Die versunkene Welt. Ein ostpreußisches Dorf in Erzählungen der Leute

Die Andere Bibliothek/Eichborn, Frankfurt am Main 2008
Dieses Buch ist ein Mirakel: die Auferstehung einer versunkenen Welt, deren Bilder für immer vergangen, deren Stimmen für immer verweht zu sein schienen. Klaus Jürgen Liedtke erweckte sie nach zwanzig langen Jahren des Zuhörens, des Aufschreibens, des Sammelns und Sortierens wieder zum Leben, in einer großen Erzählung über Heimat, Flucht und Vertreibung, zusammengewebt aus tausend kleinen Geschichten, in der Schwebe zwischen Fakten und Fiktionen.
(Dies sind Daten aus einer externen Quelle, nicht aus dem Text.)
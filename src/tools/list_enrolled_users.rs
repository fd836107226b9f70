//! Handler for the `colab.list_enrolled_users` tool.

use std::sync::Arc;

use rmcp::model::JsonObject;
use serde_json::json;

use crate::enrollment::EnrollmentService;
use crate::params::ParameterValidator;
use crate::tools::support::{enrollment_input_schema, json_result, service_error};
use crate::tools::{ToolContext, ToolFuture, ToolHandler};

/// Handler for the `colab.list_enrolled_users` tool.
pub struct ListEnrolledUsersHandler {
    service: Arc<EnrollmentService>,
    validator: Arc<dyn ParameterValidator>,
}

impl ListEnrolledUsersHandler {
    pub fn new(service: Arc<EnrollmentService>, validator: Arc<dyn ParameterValidator>) -> Self {
        Self { service, validator }
    }

    fn result_schema(&self) -> JsonObject {
        let mut schema = JsonObject::new();
        schema.insert("type".to_string(), json!("object"));
        schema.insert(
            "properties".to_string(),
            json!({
                "users": {
                    "type": "array",
                    "items": {
                        "type": "object",
                        "properties": {
                            "full_name": { "type": "string" },
                            "email": { "type": "string" },
                            "cpf": { "type": "string", "description": "Digits only; empty when unknown." },
                            "username": { "type": "string" },
                            "role": { "type": "string", "description": "One role short-name; empty when none." }
                        },
                        "required": ["full_name", "email", "cpf", "username", "role"]
                    }
                }
            }),
        );
        schema.insert("required".to_string(), json!(["users"]));
        schema
    }
}

impl ToolHandler for ListEnrolledUsersHandler {
    fn name(&self) -> &str {
        "colab.list_enrolled_users"
    }

    fn title(&self) -> Option<&str> {
        Some("List Enrolled Users")
    }

    fn description(&self) -> &str {
        "List the users enrolled in a course with their name, email, CPF, username and \
         one role held in the course. Pass `role` to keep only users holding that role."
    }

    fn input_schema(&self) -> JsonObject {
        enrollment_input_schema()
    }

    fn output_schema(&self) -> Option<JsonObject> {
        Some(self.result_schema())
    }

    fn execute<'a>(&'a self, args: JsonObject, ctx: &'a ToolContext) -> ToolFuture<'a> {
        Box::pin(async move {
            let query = self.validator.validate(&args).map_err(|e| service_error(&e))?;
            let users = self
                .service
                .list_enrolled_users(&ctx.caller, &query)
                .await
                .map_err(|e| service_error(&e))?;

            Ok(json_result(json!({ "users": users })))
        })
    }
}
Wir sehen die Menschen der sieben Höfe eines ostpreußischen Dorfes, Kermuschienen hieß es, wir hören den unverkennbaren Tonfall ihrer Sprache, nehmen ihre Züge wahr, folgen ihren Geschicken von der ersten Flucht im Herbst 1914, als die Armee des Zaren über das Land hereinbrach, bis zur zweiten und letzten Flucht im Januar 1945, als die Rote Armee jenen Winkel der Welt eroberte, bis danach die Häuser zerfielen und die Regungen menschlichen Daseins spärlich wurden.